Immunotherapeutic targeting of HSP90 client proteins overexpressed in chemo-/radio-resistant melanoma (TUM2P.1012)

Abstract

Abstract Amongst the numerous genetic alterations that occur in cancer cells, is overexpression of DNA repair proteins (DNA-RP) in a disease-stage associated manner which has also been correlated to chemo/radiotherapy (CRT) resistance and poor overall prognosis. DNA-RP overexpression has been reported to involve post-translational protein stabilization mediated by the molecular chaperone Heat shock protein 90(HSP90), thereby preventing proteasome-dependent degradation of these HSP90 “client” proteins.
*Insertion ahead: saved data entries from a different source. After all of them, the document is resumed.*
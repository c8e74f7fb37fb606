//! Roster Storage
//!
//! `SQLite` key/value storage for Roster.
//!
//! The search history is the only thing Roster persists; it is written as a
//! JSON string under one key. This crate stays ignorant of that encoding and
//! only moves strings in and out of the `key_value` table.
//!
//! # Example
//!
//! ```rust,no_run
//! use roster_storage::{SqliteKeyValueStore, create_pool, run_migrations};
//! use roster_core::SearchableUserList;
//!
//! # async fn example() -> Result<(), Box<dyn std::error::Error>> {
//! let pool = create_pool("sqlite://roster.db").await?;
//! run_migrations(&pool).await?;
//!
//! let store = SqliteKeyValueStore::new(pool);
//! let list = SearchableUserList::open(store).await?;
//! println!("{} past searches", list.state().history().len());
//! # Ok(())
//! # }
//! ```

mod context;
mod error;

pub mod key_value;

pub use context::SqliteKeyValueStore;
pub use error::{Result, StorageError};

use sqlx::migrate::Migrator;
use sqlx::sqlite::SqlitePool;
use tracing::debug;

// Embed migrations into binary
static MIGRATOR: Migrator = sqlx::migrate!("./migrations");

/// Run database migrations
///
/// This should be called once when the application starts to ensure
/// the database schema is up to date.
pub async fn run_migrations(pool: &SqlitePool) -> Result<()> {
    MIGRATOR.run(pool).await?;
    Ok(())
}

/// Create a new `SQLite` pool
///
/// # Arguments
///
/// * `database_url` - `SQLite` connection string (e.g., `<sqlite://roster.db>`)
pub async fn create_pool(database_url: &str) -> Result<SqlitePool> {
    use sqlx::sqlite::{SqliteConnectOptions, SqliteJournalMode, SqlitePoolOptions};
    use std::str::FromStr;

    debug!(url = %database_url, "Creating pool");

    let options = SqliteConnectOptions::from_str(database_url)?
        .create_if_missing(true)
        .journal_mode(SqliteJournalMode::Wal)
        .busy_timeout(std::time::Duration::from_secs(30));

    // One session, one writer
    let pool = SqlitePoolOptions::new()
        .max_connections(1)
        .connect_with(options)
        .await?;

    debug!("Pool created");

    Ok(pool)
}

/// Create a pool and bring its schema up to date
pub async fn open(database_url: &str) -> Result<SqliteKeyValueStore> {
    let pool = create_pool(database_url).await?;
    run_migrations(&pool).await?;
    Ok(SqliteKeyValueStore::new(pool))
}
Hence, HSP90 inhibitors (HSP90i) have been heralded as co-therapy agents for cancer patients that have developed resistance to first-line treatments such as temozolomide (TMZ). Under conditions in which its function is blocked by HSP90i, HSP90 client proteins rapidly become (poly)ubiquinated and undergo degradation resulting in improved sensitization of cancer cells to CRT. We observed that HSP90i promote the proteasome-dependent (i.e. blocked by inhibitors PS-341 and MG-132) degradation of a range of DNA-repair client proteins. We have also identified H-2Kb/Db-presented peptide epitopes derived from these DNA-RPs that may be recognized by Type-1 CD8+ T cells after specific vaccination in C57BL/6 mice. We are currently investigating the capacity of HSP90i to conditionally sensitize melanoma cells to the tumoricidal action of CRT as well as CD8+ T cells reactive against overexpressed DNA-RP that constitute HSP90 client proteins.